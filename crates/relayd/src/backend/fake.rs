//! Fake backend for deterministic testing.
//!
//! Returns a pre-configured result after an optional delay and records every
//! request it receives, so tests can assert that a backend was (or was not)
//! called.

use super::{Backend, ExecuteRequest};
use crate::error::BackendError;
use async_trait::async_trait;
use serde_json::Value;
use std::sync::{Mutex, PoisonError};
use std::time::Duration;

pub struct FakeBackend {
    result: Result<Value, BackendError>,
    delay: Option<Duration>,
    panics: bool,
    requests: Mutex<Vec<ExecuteRequest>>,
}

impl FakeBackend {
    pub fn builder() -> FakeBackendBuilder {
        FakeBackendBuilder::default()
    }

    /// A fake that succeeds with `data`
    pub fn ok(data: Value) -> Self {
        Self::builder().data(data).build()
    }

    /// A fake that fails with `error`
    pub fn failing(error: BackendError) -> Self {
        Self::builder().error(error).build()
    }

    pub fn call_count(&self) -> usize {
        self.requests.lock().unwrap_or_else(PoisonError::into_inner).len()
    }

    pub fn requests(&self) -> Vec<ExecuteRequest> {
        self.requests
            .lock()
            .unwrap_or_else(PoisonError::into_inner)
            .clone()
    }
}

#[async_trait]
impl Backend for FakeBackend {
    async fn execute(&self, request: ExecuteRequest) -> Result<Value, BackendError> {
        self.requests
            .lock()
            .unwrap_or_else(PoisonError::into_inner)
            .push(request);

        if let Some(delay) = self.delay {
            tokio::time::sleep(delay).await;
        }
        if self.panics {
            panic!("fake backend configured to panic");
        }
        self.result.clone()
    }
}

pub struct FakeBackendBuilder {
    result: Result<Value, BackendError>,
    delay: Option<Duration>,
    panics: bool,
}

impl Default for FakeBackendBuilder {
    fn default() -> Self {
        Self {
            result: Ok(Value::Object(Default::default())),
            delay: None,
            panics: false,
        }
    }
}

impl FakeBackendBuilder {
    pub fn data(mut self, data: Value) -> Self {
        self.result = Ok(data);
        self
    }

    pub fn error(mut self, error: BackendError) -> Self {
        self.result = Err(error);
        self
    }

    pub fn delay(mut self, delay: Duration) -> Self {
        self.delay = Some(delay);
        self
    }

    /// Panic inside `execute` after recording the call
    pub fn panicking(mut self) -> Self {
        self.panics = true;
        self
    }

    pub fn build(self) -> FakeBackend {
        FakeBackend {
            result: self.result,
            delay: self.delay,
            panics: self.panics,
            requests: Mutex::new(Vec::new()),
        }
    }
}

#[cfg(test)]
mod tests {
    use super::*;
    use serde_json::json;

    #[tokio::test]
    async fn test_fake_backend_counts_calls() {
        let fake = FakeBackend::ok(json!({"events": []}));
        assert_eq!(fake.call_count(), 0);

        let data = fake
            .execute(ExecuteRequest::Prompt("concert".to_string()))
            .await
            .unwrap();
        assert_eq!(data, json!({"events": []}));
        assert_eq!(fake.call_count(), 1);
        assert_eq!(
            fake.requests(),
            vec![ExecuteRequest::Prompt("concert".to_string())]
        );
    }

    #[tokio::test]
    async fn test_fake_backend_failing() {
        let fake = FakeBackend::failing(BackendError::RemoteCall("refused".to_string()));
        let err = fake
            .execute(ExecuteRequest::Prompt("concert".to_string()))
            .await
            .unwrap_err();
        assert!(matches!(err, BackendError::RemoteCall(_)));
    }
}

================================

▶ _TASK INSTRUCTIONS_
Using the listing above, return word for word each line from the one that has "fake that fails" through the one that has "#[async_trait]", and no line outside that range.

▶ _WORKED SOLUTION_
    /// A fake that fails with `error`
    pub fn failing(error: BackendError) -> Self {
        Self::builder().error(error).build()
    }

    pub fn call_count(&self) -> usize {
        self.requests.lock().unwrap_or_else(PoisonError::into_inner).len()
    }

    pub fn requests(&self) -> Vec<ExecuteRequest> {
        self.requests
            .lock()
            .unwrap_or_else(PoisonError::into_inner)
            .clone()
    }
}

#[async_trait]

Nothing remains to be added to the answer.